Neither does Rose Glass, the 30-year-old British director from the world of TV commercials. She displays some formidable skills with the way she captures the dingy seaside resort and Maud’s cockroach-infested one-room flat. One of those roaches literally leads Maud to God, who speaks to her from the wall of her flat in Welsh, an inspired choice. Then there’s that sex scene, which turns from consensual to rape in a matter of seconds, something Glass depicts with casual cruelty. In a climactic sequence when Maud breaks into Amanda’s house to convert her once and for all, Glass has her walk down a hallway with pools of light that cast her face alternately in light and shadow. Adam Janota Bzowski’s strictly metrical score brings a rhythm to the shots and the story as well.

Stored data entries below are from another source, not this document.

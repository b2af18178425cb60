//! Time-window checker: the scheduled send must fall on an allowed weekday
//! and inside the allowed hour range, in the rule's timezone.

use super::CheckContext;
use crate::policy::domain::{CheckOutcome, CheckerFault, Policy, TimeWindowRule, Violation};
use crate::task::domain::Task;
use chrono::{Datelike, FixedOffset, Timelike};

pub(super) fn check(
    policy: &Policy,
    rule: &TimeWindowRule,
    task: &Task,
    ctx: &CheckContext<'_>,
) -> Result<CheckOutcome, CheckerFault> {
    let offset = parse_timezone(&rule.timezone)
        .ok_or_else(|| CheckerFault::new(policy.id(), format!("unsupported timezone: {}", rule.timezone)))?;

    let local = task.scheduled_at().with_timezone(&offset);
    let weekday = u8::try_from(local.weekday().num_days_from_sunday()).unwrap_or(0);
    let hour = u8::try_from(local.hour()).unwrap_or(0);

    let day_allowed = rule.allowed_days.contains(&weekday);
    let hour_allowed = hour >= rule.allowed_hours.start && hour < rule.allowed_hours.end;

    if day_allowed && hour_allowed {
        return Ok(CheckOutcome::pass());
    }
    Ok(CheckOutcome::fail(Violation::new(
        policy,
        format!(
            "scheduled time falls outside the allowed window (weekday {weekday}, hour {hour} in {})",
            rule.timezone
        ),
        serde_json::json!({
            "weekday": weekday,
            "hour": hour,
            "allowedDays": rule.allowed_days,
            "allowedHours": { "start": rule.allowed_hours.start, "end": rule.allowed_hours.end },
        }),
        ctx.now,
    )))
}

/// Accepts `UTC`/`GMT` and fixed `±HH:MM` offsets. Named zone databases are
/// out of scope; an unrecognized zone is a checker fault and fails open.
fn parse_timezone(timezone: &str) -> Option<FixedOffset> {
    let trimmed = timezone.trim();
    if trimmed.is_empty() || trimmed.eq_ignore_ascii_case("utc") || trimmed.eq_ignore_ascii_case("gmt") {
        return FixedOffset::east_opt(0);
    }
    let (sign, rest) = match trimmed.split_at_checked(1)? {
        ("+", rest) => (1i32, rest),
        ("-", rest) => (-1i32, rest),
        _ => return None,
    };
    let (hours, minutes) = match rest.split_once(':') {
        Some((hours, minutes)) => (hours, minutes),
        None if rest.len() == 4 => rest.split_at(2),
        None => (rest, "0"),
    };
    let hours: i32 = hours.parse().ok()?;
    let minutes: i32 = minutes.parse().ok()?;
    if hours > 23 || minutes > 59 {
        return None;
    }
    FixedOffset::east_opt(sign * (hours * 3600 + minutes * 60))
}
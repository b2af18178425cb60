//! Content drafter port: produces draft content for a task.

use crate::task::domain::Task;
use async_trait::async_trait;
use serde_json::Value;
use thiserror::Error;

/// Result type for drafter operations.
pub type DrafterResult<T> = Result<T, DrafterError>;

/// Contract for the external content-generation service.
///
/// Drafting is treated as a black box: the workflow hands over the task and
/// receives a JSON content document shaped for the task's type.
#[async_trait]
pub trait ContentDrafter: Send + Sync {
    /// Produces draft content for the task.
    async fn draft(&self, task: &Task) -> DrafterResult<Value>;
}

/// Errors returned by drafter implementations.
///
/// All drafter failures are treated as retryable up to the configured
/// attempt cap.
#[derive(Debug, Clone, Error)]
#[error("draft generation failed: {0}")]
pub struct DrafterError(pub String);
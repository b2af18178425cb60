//! Content task type enumeration.

use super::ParseTaskTypeError;
use serde::{Deserialize, Serialize};
use std::fmt;

/// Kind of content a task produces.
#[derive(Debug, Clone, Copy, PartialEq, Eq, Hash, Serialize, Deserialize)]
#[serde(rename_all = "snake_case")]
pub enum TaskType {
    /// One-off marketing email.
    SingleEmail,
    /// Multi-step email sequence.
    EmailSequence,
    /// Long-form blog post.
    BlogPost,
    /// Landing page.
    LandingPage,
    /// Social network post.
    SocialPost,
    /// Paid advertising campaign.
    AdCampaign,
}

impl TaskType {
    /// Returns the canonical storage representation.
    #[must_use]
    pub const fn as_str(self) -> &'static str {
        match self {
            Self::SingleEmail => "single_email",
            Self::EmailSequence => "email_sequence",
            Self::BlogPost => "blog_post",
            Self::LandingPage => "landing_page",
            Self::SocialPost => "social_post",
            Self::AdCampaign => "ad_campaign",
        }
    }
}

impl fmt::Display for TaskType {
    fn fmt(&self, f: &mut fmt::Formatter<'_>) -> fmt::Result {
        f.write_str(self.as_str())
    }
}

impl TryFrom<&str> for TaskType {
    type Error = ParseTaskTypeError;

    fn try_from(value: &str) -> Result<Self, Self::Error> {
        let normalized = value.trim().to_ascii_lowercase();
        match normalized.as_str() {
            "single_email" => Ok(Self::SingleEmail),
            "email_sequence" => Ok(Self::EmailSequence),
            "blog_post" => Ok(Self::BlogPost),
            "landing_page" => Ok(Self::LandingPage),
            "social_post" => Ok(Self::SocialPost),
            "ad_campaign" => Ok(Self::AdCampaign),
            _ => Err(ParseTaskTypeError(value.to_owned())),
        }
    }
}
//! Record store port for organization-scoped reference data.

use crate::records::domain::{
    Campaign, CampaignId, Connector, ConnectorId, Organization, OrganizationId, Product, ProductId,
};
use async_trait::async_trait;
use std::sync::Arc;
use thiserror::Error;

/// Result type for record store operations.
pub type RecordStoreResult<T> = Result<T, RecordStoreError>;

/// Read/update contract over organization, campaign, product, and connector
/// records.
///
/// The core never creates or deletes these records; it reads them and writes
/// back only the fields it owns (campaign status, organization sandbox flag,
/// connector bookkeeping).
#[async_trait]
pub trait RecordStore: Send + Sync {
    /// Finds an organization by identifier.
    async fn find_organization(
        &self,
        id: OrganizationId,
    ) -> RecordStoreResult<Option<Organization>>;

    /// Persists organization changes (sandbox flag).
    ///
    /// # Errors
    ///
    /// Returns [`RecordStoreError::OrganizationNotFound`] when the
    /// organization does not exist.
    async fn update_organization(&self, organization: &Organization) -> RecordStoreResult<()>;

    /// Finds a campaign by identifier.
    async fn find_campaign(&self, id: CampaignId) -> RecordStoreResult<Option<Campaign>>;

    /// Returns every campaign owned by the organization.
    async fn list_campaigns_by_organization(
        &self,
        organization_id: OrganizationId,
    ) -> RecordStoreResult<Vec<Campaign>>;

    /// Persists campaign changes (status).
    ///
    /// # Errors
    ///
    /// Returns [`RecordStoreError::CampaignNotFound`] when the campaign does
    /// not exist.
    async fn update_campaign(&self, campaign: &Campaign) -> RecordStoreResult<()>;

    /// Finds a product by identifier.
    async fn find_product(&self, id: ProductId) -> RecordStoreResult<Option<Product>>;

    /// Finds a connector by identifier.
    async fn find_connector(&self, id: ConnectorId) -> RecordStoreResult<Option<Connector>>;

    /// Persists connector changes (last-used timestamp, last error).
    ///
    /// # Errors
    ///
    /// Returns [`RecordStoreError::ConnectorNotFound`] when the connector
    /// does not exist.
    async fn update_connector(&self, connector: &Connector) -> RecordStoreResult<()>;
}

/// Errors returned by record store implementations.
#[derive(Debug, Clone, Error)]
pub enum RecordStoreError {
    /// The organization was not found.
    #[error("organization not found: {0}")]
    OrganizationNotFound(OrganizationId),

    /// The campaign was not found.
    #[error("campaign not found: {0}")]
    CampaignNotFound(CampaignId),

    /// The connector was not found.
    #[error("connector not found: {0}")]
    ConnectorNotFound(ConnectorId),

    /// Persistence-layer failure.
    #[error("persistence error: {0}")]
    Persistence(Arc<dyn std::error::Error + Send + Sync>),
}

impl RecordStoreError {
    /// Wraps a persistence error.
    pub fn persistence(err: impl std::error::Error + Send + Sync + 'static) -> Self {
        Self::Persistence(Arc::new(err))
    }
}
//! Approval aggregate: a side record created when a task needs human
//! sign-off.

use super::{ApprovalId, ParseApprovalStatusError, TaskDomainError, TaskId};
use chrono::{DateTime, Utc};
use mockable::Clock;
use serde::{Deserialize, Serialize};
use serde_json::Value;
use sha2::{Digest, Sha256};
use std::fmt;

/// Resolution state of an approval record.
#[derive(Debug, Clone, Copy, PartialEq, Eq, Hash, Serialize, Deserialize)]
#[serde(rename_all = "snake_case")]
pub enum ApprovalStatus {
    /// Waiting for a human decision.
    Pending,
    /// Approved by a human.
    Approved,
    /// Rejected by a human.
    Rejected,
    /// Timed out without a decision.
    Expired,
    /// Approved automatically (no human required).
    AutoApproved,
}

impl ApprovalStatus {
    /// Returns the canonical storage representation.
    #[must_use]
    pub const fn as_str(self) -> &'static str {
        match self {
            Self::Pending => "pending",
            Self::Approved => "approved",
            Self::Rejected => "rejected",
            Self::Expired => "expired",
            Self::AutoApproved => "auto_approved",
        }
    }
}

impl fmt::Display for ApprovalStatus {
    fn fmt(&self, f: &mut fmt::Formatter<'_>) -> fmt::Result {
        f.write_str(self.as_str())
    }
}

impl TryFrom<&str> for ApprovalStatus {
    type Error = ParseApprovalStatusError;

    fn try_from(value: &str) -> Result<Self, Self::Error> {
        let normalized = value.trim().to_ascii_lowercase();
        match normalized.as_str() {
            "pending" => Ok(Self::Pending),
            "approved" => Ok(Self::Approved),
            "rejected" => Ok(Self::Rejected),
            "expired" => Ok(Self::Expired),
            "auto_approved" => Ok(Self::AutoApproved),
            _ => Err(ParseApprovalStatusError(value.to_owned())),
        }
    }
}

/// Approval aggregate root.
///
/// Carries a snapshot of the content being approved plus a SHA-256 digest of
/// that snapshot, so a resolution arriving after the content changed (or
/// after expiry) can be detected and refused. Immutable once resolved.
#[derive(Debug, Clone, PartialEq, Serialize, Deserialize)]
pub struct Approval {
    id: ApprovalId,
    task_id: TaskId,
    status: ApprovalStatus,
    content_snapshot: Value,
    content_digest: String,
    expires_at: DateTime<Utc>,
    approver_id: Option<String>,
    created_at: DateTime<Utc>,
    resolved_at: Option<DateTime<Utc>>,
}

impl Approval {
    /// Creates a pending approval for the given content snapshot.
    #[must_use]
    pub fn new_pending(
        task_id: TaskId,
        content_snapshot: Value,
        expires_at: DateTime<Utc>,
        clock: &impl Clock,
    ) -> Self {
        let digest = content_digest(&content_snapshot);
        Self {
            id: ApprovalId::new(),
            task_id,
            status: ApprovalStatus::Pending,
            content_snapshot,
            content_digest: digest,
            expires_at,
            approver_id: None,
            created_at: clock.utc(),
            resolved_at: None,
        }
    }

    /// Creates an already-resolved auto-approval row.
    #[must_use]
    pub fn new_auto_approved(task_id: TaskId, content_snapshot: Value, clock: &impl Clock) -> Self {
        let timestamp = clock.utc();
        let digest = content_digest(&content_snapshot);
        Self {
            id: ApprovalId::new(),
            task_id,
            status: ApprovalStatus::AutoApproved,
            content_snapshot,
            content_digest: digest,
            expires_at: timestamp,
            approver_id: None,
            created_at: timestamp,
            resolved_at: Some(timestamp),
        }
    }

    /// Returns the approval identifier.
    #[must_use]
    pub const fn id(&self) -> ApprovalId {
        self.id
    }

    /// Returns the owning task identifier.
    #[must_use]
    pub const fn task_id(&self) -> TaskId {
        self.task_id
    }

    /// Returns the resolution status.
    #[must_use]
    pub const fn status(&self) -> ApprovalStatus {
        self.status
    }

    /// Returns the content snapshot under approval.
    #[must_use]
    pub const fn content_snapshot(&self) -> &Value {
        &self.content_snapshot
    }

    /// Returns the hex SHA-256 digest of the content snapshot.
    #[must_use]
    pub fn content_digest(&self) -> &str {
        &self.content_digest
    }

    /// Returns the expiry deadline.
    #[must_use]
    pub const fn expires_at(&self) -> DateTime<Utc> {
        self.expires_at
    }

    /// Returns the approver identifier for human resolutions.
    #[must_use]
    pub fn approver_id(&self) -> Option<&str> {
        self.approver_id.as_deref()
    }

    /// Returns the creation timestamp.
    #[must_use]
    pub const fn created_at(&self) -> DateTime<Utc> {
        self.created_at
    }

    /// Returns when the approval was resolved, if it has been.
    #[must_use]
    pub const fn resolved_at(&self) -> Option<DateTime<Utc>> {
        self.resolved_at
    }

    /// Returns whether the approval is still awaiting a decision.
    #[must_use]
    pub const fn is_pending(&self) -> bool {
        matches!(self.status, ApprovalStatus::Pending)
    }

    /// Returns whether the expiry deadline has passed at `now`.
    #[must_use]
    pub fn is_expired_at(&self, now: DateTime<Utc>) -> bool {
        now >= self.expires_at
    }

    /// Returns whether `content` still matches the approved snapshot.
    #[must_use]
    pub fn matches_content(&self, content: &Value) -> bool {
        content_digest(content) == self.content_digest
    }

    /// Resolves the approval as approved by a human.
    ///
    /// # Errors
    ///
    /// Returns [`TaskDomainError::ApprovalNotPending`] when already resolved.
    pub fn approve(
        &mut self,
        approver_id: impl Into<String>,
        clock: &impl Clock,
    ) -> Result<(), TaskDomainError> {
        self.resolve(ApprovalStatus::Approved, Some(approver_id.into()), clock)
    }

    /// Resolves the approval as rejected by a human.
    ///
    /// # Errors
    ///
    /// Returns [`TaskDomainError::ApprovalNotPending`] when already resolved.
    pub fn reject(
        &mut self,
        approver_id: impl Into<String>,
        clock: &impl Clock,
    ) -> Result<(), TaskDomainError> {
        self.resolve(ApprovalStatus::Rejected, Some(approver_id.into()), clock)
    }

    /// Resolves the approval as expired.
    ///
    /// # Errors
    ///
    /// Returns [`TaskDomainError::ApprovalNotPending`] when already resolved.
    pub fn expire(&mut self, clock: &impl Clock) -> Result<(), TaskDomainError> {
        self.resolve(ApprovalStatus::Expired, None, clock)
    }

    fn resolve(
        &mut self,
        status: ApprovalStatus,
        approver_id: Option<String>,
        clock: &impl Clock,
    ) -> Result<(), TaskDomainError> {
        if !self.is_pending() {
            return Err(TaskDomainError::ApprovalNotPending(self.id));
        }
        self.status = status;
        self.approver_id = approver_id;
        self.resolved_at = Some(clock.utc());
        Ok(())
    }
}

/// Computes the hex SHA-256 digest of a JSON content document.
fn content_digest(content: &Value) -> String {
    let serialized = serde_json::to_vec(content).unwrap_or_default();
    let digest = Sha256::digest(&serialized);
    let mut out = String::with_capacity(digest.len() * 2);
    for byte in digest {
        out.push_str(&format!("{byte:02x}"));
    }
    out
}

Whereas horror is often about managing set pieces, Glass unlocks a more difficult achievement in creating a constant sense that something truly horrible is about to happen. Of course, this works best when it occasionally pays off, and it does here, especially when Maud pokes thumbtacks through the insoles of her shoes and then impales her bare feet on them. By the way, Maud’s personal mantra is, “Don’t waste your pain.”

Maybe the operative comparison here isn’t Midsommar or The Lodge but rather Black Swan. Rose Glass has Darren Aronofsky’s ability to crawl inside her protagonist’s messed-up head and plunge us mercilessly into a nightmare without giving us any time to catch our breath. A woman filmmaker with that particular set of talents is something to look out for in the future. Saint Maud ends with our protagonist wearing a bedsheet that she has fashioned into a prayer shawl and singing Hank Williams’ “I Saw the Light” while preparing for her final act of self-immolation. Glass and Clark make this into a haunting meditation on the damage that a person can do when she’s convinced she’s carrying out God’s will.

Saint Maud
Starring Morfydd Clark and Jennifer Ehle. Written and directed by Rose Glass. Rated R.